Being men, they retreated to the corridor while the female contingent of the household took charge.

‘I wonder what is wrong with her,’ Rashad said tautly.

‘I wonder what our excitable crowds will make of this latest development. One of your guards used his phone in the lift. I frowned at him. He should have desisted immediately. What kind of discipline have we here when even the men dedicated to protecting you are taking a part in this media gossip nonsense?’ Hakim was steadily working himself up into a rant.

‘She was so pale. I should have realised it wasn’t natural for her to be that pale,’ Rashad breathed as if his adviser hadn’t spoken.

Minutes later, Dr Wasem joined them. ‘Heatstroke,’ he pronounced with a hint of satisfaction at the speed of his diagnosis. ‘Normally I would suggest our guest be taken to hospital but I am aware of the current mood in our city. The women will ensure that she is rapidly cooled down and rehydrated. I wonder whose idea it was to take a woman who had already endured a long flight outside during the hottest part of the day? Even our constitutions are taxed in such temperatures as we have in summer.’

A slight flare of colour outlined Rashad’s stunning cheekbones. Sunstroke.

‘That is serious—’

‘Not as serious as what I have to tell you,’ Hakim whispered once the doctor turned away to reel off further instructions to the cluster of women at the bedroom door.

With difficulty, Rashad rose above the guilt he was experiencing because sunstroke could be very serious and his guest could have had a fit, convulsions or even a heart attack if her temperature were not speedily reduced. He was appalled by his own thoughtlessness. ‘And what is that?’

‘Our guest may say she is called Polly but the name on her passport is Zariyah,’ Hakim divulged in an even lower-pitched whisper.

‘But that is...that is my great-grandmother’s name. It is rarely used,’ Rashad framed in shock, for the name was not used in Dharia out of respect for his ancestor’s memory. ‘How can her birth name be Zariyah?’

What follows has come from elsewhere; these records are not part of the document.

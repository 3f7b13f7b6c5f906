//! Error types for `zeit-core`.

use thiserror::Error;

#[derive(Debug, Error)]
pub enum Error {
  /// The event breaks one of the insert invariants (no subjects, a
  /// predefined id, `uri != current_uri` outside a move).
  #[error("invalid event: {0}")]
  InvalidEvent(String),

  /// A move event whose subjects do not actually move anything.
  #[error("redundant move: subject uri and current_uri must differ and be non-empty")]
  RedundantMove,

  #[error("unsupported result type: {0}")]
  UnsupportedOrder(u32),

  #[error("unsupported related result type: {0}")]
  UnsupportedRelatedType(u32),

  #[error("unknown storage state: {0}")]
  UnknownStorageState(u32),

  #[error("the {field} field does not support {operator}")]
  NotSupported {
    field:    &'static str,
    operator: &'static str,
  },

  #[error("no blacklist template named {0:?}")]
  UnknownBlacklist(String),

  #[error("no monitor with id {0}")]
  UnknownMonitor(u64),

  #[error("no data source registered as {0:?}")]
  UnknownDataSource(String),

  #[error("malformed wire value: {0}")]
  Wire(String),

  #[error("serialization error: {0}")]
  Serialization(#[from] serde_json::Error),

  #[error("io error: {0}")]
  Io(#[from] std::io::Error),
}

pub type Result<T, E = Error> = std::result::Result<T, E>;

/// Coarse category of a failure, for transports that map errors onto
/// status codes.
#[derive(Debug, Clone, Copy, PartialEq, Eq)]
pub enum ErrorKind {
  /// The request itself was malformed or unsupported.
  InvalidInput,
  NotFound,
  /// The log has been closed.
  Closed,
  Internal,
}

/// Errors that know their [`ErrorKind`].
pub trait Classify {
  fn kind(&self) -> ErrorKind;
}

impl Classify for Error {
  fn kind(&self) -> ErrorKind {
    match self {
      Self::InvalidEvent(_)
      | Self::RedundantMove
      | Self::UnsupportedOrder(_)
      | Self::UnsupportedRelatedType(_)
      | Self::UnknownStorageState(_)
      | Self::NotSupported { .. }
      | Self::Wire(_) => ErrorKind::InvalidInput,
      Self::UnknownBlacklist(_) | Self::UnknownMonitor(_) | Self::UnknownDataSource(_) => {
        ErrorKind::NotFound
      }
      Self::Serialization(_) | Self::Io(_) => ErrorKind::Internal,
    }
  }
}
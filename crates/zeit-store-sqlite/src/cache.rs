//! LRU cache of fully hydrated events, keyed by id.

use std::num::NonZeroUsize;

use lru::LruCache;
use zeit_core::{Event, EventId};

/// Default number of cached events.
pub const DEFAULT_CACHE_SIZE: usize = 2000;

pub(crate) struct EventCache {
  /// `None` when caching is disabled (capacity 0).
  entries: Option<LruCache<EventId, Event>>,
}

impl EventCache {
  pub fn new(capacity: usize) -> Self {
    Self { entries: NonZeroUsize::new(capacity).map(LruCache::new) }
  }

  pub fn capacity(&self) -> usize { self.entries.as_ref().map_or(0, |c| c.cap().get()) }

  /// Batches larger than this bypass the cache.
  pub fn batch_limit(&self) -> usize { self.capacity() / 2 }

  #[cfg(test)]
  pub fn len(&self) -> usize { self.entries.as_ref().map_or(0, LruCache::len) }

  pub fn get(&mut self, id: EventId) -> Option<Event> {
    self.entries.as_mut()?.get(&id).cloned()
  }

  #[cfg(test)]
  pub fn contains(&self, id: EventId) -> bool {
    self.entries.as_ref().is_some_and(|c| c.contains(&id))
  }

  /// Cache `event` unless it carries a payload.
  pub fn insert(&mut self, event: &Event) {
    let (Some(entries), Some(id)) = (self.entries.as_mut(), event.id) else {
      return;
    };
    if event.payload.is_empty() {
      entries.put(id, event.clone());
    }
  }

  pub fn remove(&mut self, id: EventId) {
    if let Some(entries) = self.entries.as_mut() {
      entries.pop(&id);
    }
  }

  pub fn clear(&mut self) {
    if let Some(entries) = self.entries.as_mut() {
      entries.clear();
    }
  }

  /// Mirror a move event: cached non-move events older than `timestamp`
  /// whose subject currently lives at `from` now live at `to`.
  pub fn apply_move(&mut self, from: &str, to: &str, timestamp: i64) {
    let Some(entries) = self.entries.as_mut() else {
      return;
    };
    for (_, event) in entries.iter_mut() {
      if event.timestamp >= timestamp || event.is_move() {
        continue;
      }
      for subject in &mut event.subjects {
        if subject.current_uri == from {
          subject.current_uri = to.to_string();
        }
      }
    }
  }
}

#[cfg(test)]
mod tests {
  use zeit_core::{MOVE_EVENT, Subject};

  use super::*;

  fn event(id: EventId, timestamp: i64, uri: &str) -> Event {
    let mut event = Event::new(timestamp, "acc", "ua", "app://a").with_subject(Subject::new(uri));
    event.id = Some(id);
    event
  }

  #[test]
  fn payload_events_are_not_cached() {
    let mut cache = EventCache::new(4);
    cache.insert(&event(1, 1, "file:///x").with_payload(b"blob".to_vec()));
    cache.insert(&event(2, 1, "file:///x"));
    assert!(!cache.contains(1));
    assert!(cache.contains(2));
  }

  #[test]
  fn least_recently_used_is_evicted() {
    let mut cache = EventCache::new(2);
    cache.insert(&event(1, 1, "a"));
    cache.insert(&event(2, 1, "b"));
    cache.get(1);
    cache.insert(&event(3, 1, "c"));
    assert!(cache.contains(1));
    assert!(!cache.contains(2));
    assert!(cache.contains(3));
  }

  #[test]
  fn batch_limit_is_half_the_capacity() {
    assert_eq!(EventCache::new(DEFAULT_CACHE_SIZE).batch_limit(), 1000);
    assert_eq!(EventCache::new(0).batch_limit(), 0);
  }

  #[test]
  fn zero_capacity_disables_caching() {
    let mut cache = EventCache::new(0);
    cache.insert(&event(1, 1, "a"));
    assert_eq!(cache.len(), 0);
    assert!(cache.get(1).is_none());
  }

  #[test]
  fn move_rewrites_older_entries_only() {
    let mut cache = EventCache::new(8);
    cache.insert(&event(1, 100, "file:///x"));
    cache.insert(&event(2, 200, "file:///x"));
    let mut earlier_move = event(3, 50, "file:///w");
    earlier_move.interpretation = MOVE_EVENT.into();
    earlier_move.subjects[0].current_uri = "file:///x".into();
    cache.insert(&earlier_move);

    cache.apply_move("file:///x", "file:///y", 150);

    assert_eq!(cache.get(1).unwrap().subjects[0].current_uri, "file:///y");
    assert_eq!(cache.get(2).unwrap().subjects[0].current_uri, "file:///x");
    assert_eq!(cache.get(3).unwrap().subjects[0].current_uri, "file:///x");
  }
}
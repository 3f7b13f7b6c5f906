//! The blacklist extension: named templates whose matching events are never
//! inserted.
//!
//! Events already in the log are unaffected. The template set can be
//! persisted as a JSON object mapping ids to wire-form templates; it is
//! rewritten after every change.

use std::{
  collections::BTreeMap,
  path::{Path, PathBuf},
  sync::{Arc, RwLock},
};

use crate::{
  Error, Event, Result,
  extension::Extension,
  taxonomy::Taxonomy,
  template::EventTemplate,
  wire::{self, WireTemplate},
};

pub struct Blacklist {
  templates: RwLock<BTreeMap<String, EventTemplate>>,
  path:      Option<PathBuf>,
  taxonomy:  Arc<Taxonomy>,
}

impl Blacklist {
  /// An empty, in-memory blacklist.
  pub fn new(taxonomy: Arc<Taxonomy>) -> Self {
    Self { templates: RwLock::default(), path: None, taxonomy }
  }

  /// A blacklist backed by `path`. A missing file starts empty; an
  /// unreadable one is logged and ignored.
  pub fn open(path: impl Into<PathBuf>, taxonomy: Arc<Taxonomy>) -> Self {
    let path = path.into();
    let templates = if path.exists() {
      match Self::read(&path) {
        Ok(templates) => {
          tracing::debug!(path = %path.display(), count = templates.len(), "blacklist loaded");
          templates
        }
        Err(e) => {
          tracing::warn!(path = %path.display(), error = %e, "failed to load blacklist");
          BTreeMap::new()
        }
      }
    } else {
      tracing::debug!(path = %path.display(), "no existing blacklist");
      BTreeMap::new()
    };
    Self { templates: RwLock::new(templates), path: Some(path), taxonomy }
  }

  fn read(path: &Path) -> Result<BTreeMap<String, EventTemplate>> {
    let raw = std::fs::read_to_string(path)?;
    let wire: BTreeMap<String, WireTemplate> = serde_json::from_str(&raw)?;
    wire
      .into_iter()
      .map(|(id, t)| Ok((id, wire::template_from_wire(t)?)))
      .collect()
  }

  fn persist(&self, templates: &BTreeMap<String, EventTemplate>) -> Result<()> {
    let Some(path) = &self.path else {
      return Ok(());
    };
    let wire: BTreeMap<&str, WireTemplate> = templates
      .iter()
      .map(|(id, t)| (id.as_str(), wire::template_to_wire(t)))
      .collect();
    if let Some(parent) = path.parent() {
      std::fs::create_dir_all(parent)?;
    }
    std::fs::write(path, serde_json::to_vec(&wire)?)?;
    Ok(())
  }

  /// Insert or replace the template named `id`. The in-memory set only
  /// changes once the new set is persisted.
  pub fn add_template(&self, id: impl Into<String>, template: EventTemplate) -> Result<()> {
    template.validate()?;
    let id = id.into();
    let mut templates = self.templates.write().unwrap_or_else(|e| e.into_inner());
    let mut next = templates.clone();
    next.insert(id.clone(), template);
    self.persist(&next)?;
    *templates = next;
    tracing::debug!(%id, "blacklist template added");
    Ok(())
  }

  /// Remove and return the template named `id`.
  pub fn remove_template(&self, id: &str) -> Result<EventTemplate> {
    let mut templates = self.templates.write().unwrap_or_else(|e| e.into_inner());
    let mut next = templates.clone();
    let removed = next
      .remove(id)
      .ok_or_else(|| Error::UnknownBlacklist(id.to_string()))?;
    self.persist(&next)?;
    *templates = next;
    tracing::debug!(%id, "blacklist template removed");
    Ok(removed)
  }

  pub fn templates(&self) -> BTreeMap<String, EventTemplate> {
    self.templates.read().unwrap_or_else(|e| e.into_inner()).clone()
  }

  /// The id of the first template `event` matches.
  pub fn blocking(&self, event: &Event) -> Option<String> {
    let templates = self.templates.read().unwrap_or_else(|e| e.into_inner());
    templates.iter().find_map(|(id, template)| {
      match template.matches(event, &self.taxonomy) {
        Ok(true) => Some(id.clone()),
        Ok(false) => None,
        Err(e) => {
          tracing::warn!(%id, error = %e, "skipping malformed blacklist template");
          None
        }
      }
    })
  }
}

impl Extension for Blacklist {
  fn name(&self) -> &str { "blacklist" }

  fn pre_insert(&self, event: Event, sender: Option<&str>) -> Option<Event> {
    match self.blocking(&event) {
      Some(id) => {
        tracing::debug!(template = %id, sender = sender.unwrap_or("-"), "event blacklisted");
        None
      }
      None => Some(event),
    }
  }
}

#[cfg(test)]
mod tests {
  use super::*;
  use crate::{Subject, template::SubjectTemplate};

  fn event(actor: &str) -> Event {
    Event::new(1, "acc", "ua", actor).with_subject(Subject::new("file:///x"))
  }

  #[test]
  fn matching_events_are_vetoed() {
    let blacklist = Blacklist::new(Arc::default());
    blacklist
      .add_template("no-b", EventTemplate::default().with_actor("app://b*"))
      .unwrap();
    assert!(blacklist.pre_insert(event("app://bad"), None).is_none());
    assert!(blacklist.pre_insert(event("app://good"), None).is_some());
  }

  #[test]
  fn remove_unknown_template_errors() {
    let blacklist = Blacklist::new(Arc::default());
    assert!(matches!(blacklist.remove_template("nope"), Err(Error::UnknownBlacklist(_))));
  }

  #[test]
  fn invalid_templates_are_refused() {
    let blacklist = Blacklist::new(Arc::default());
    let template = EventTemplate { id: "!1".into(), ..Default::default() };
    assert!(matches!(
      blacklist.add_template("bad", template),
      Err(Error::NotSupported { .. })
    ));
    assert!(blacklist.templates().is_empty());
  }

  #[test]
  fn failed_writes_leave_the_set_unchanged() {
    let dir = std::env::temp_dir().join(format!("zeit-blacklist-ro-{}", std::process::id()));
    std::fs::create_dir_all(&dir).unwrap();
    let blocker = dir.join("not-a-dir");
    std::fs::write(&blocker, b"").unwrap();

    let stored = Blacklist::open(dir.join("blacklist.json"), Arc::default());
    stored.add_template("kept", EventTemplate::default().with_actor("k")).unwrap();

    let broken = Blacklist::open(blocker.join("blacklist.json"), Arc::default());
    assert!(broken.add_template("t", EventTemplate::default().with_actor("x")).is_err());
    assert!(broken.templates().is_empty());
    assert!(broken.pre_insert(event("x"), None).is_some());

    *broken.templates.write().unwrap() = stored.templates();
    assert!(broken.remove_template("kept").is_err());
    assert!(broken.templates().contains_key("kept"));
    std::fs::remove_dir_all(&dir).unwrap();
  }

  #[test]
  fn persists_and_reloads() {
    let dir = std::env::temp_dir().join(format!("zeit-blacklist-{}", std::process::id()));
    let path = dir.join("blacklist.json");
    let template = EventTemplate::default()
      .with_interpretation("acc")
      .with_subject(SubjectTemplate { uri: "file:///secret*".into(), ..Default::default() });

    let blacklist = Blacklist::open(&path, Arc::default());
    blacklist.add_template("secret", template.clone()).unwrap();
    blacklist.add_template("other", EventTemplate::default().with_actor("x")).unwrap();
    blacklist.remove_template("other").unwrap();

    let reloaded = Blacklist::open(&path, Arc::default());
    let templates = reloaded.templates();
    assert_eq!(templates.len(), 1);
    assert_eq!(templates["secret"], template);
    std::fs::remove_dir_all(&dir).unwrap();
  }
}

‘My suspicions have taken me in a direction I really do not wish to go,’ Hakim admitted heavily. ‘But her mother’s possession of that ring and her use of that name for her child, added to her unexplained disappearance all those years ago, deeply concerns me...’

‘It is not possible that she could be a relative!’ Rashad protested with rare vehemence.

‘With the timing, added to your father’s predilection for dallying with pretty women on the staff, it is sadly...possible,’ Hakim spelt out grimly. ‘A DNA test must be taken. Our guest could be your half-sister.’

‘My...’ Half-sister? Reeling with shock, Rashad had frozen into position by the wall as he struggled mightily to handle that shattering possibility while instinctively swallowing back any repetition of that familial designation.

That was not a result he wanted. No, he didn’t want that, he definitely didn’t want to discover that he had been sexually attracted to a long-lost family member. The very idea made him feel sick. But hadn’t he once read somewhere about such unnatural attachments forming between adults who had not been raised together as children?

‘It must be confirmed one way or another. We must know,’ Hakim repeated doggedly. ‘Annabel Dixon was a flirtatious woman and your father was—’

The strong bones of Rashad’s bronzed face set hard as granite as he spoke. ‘I know what he was.’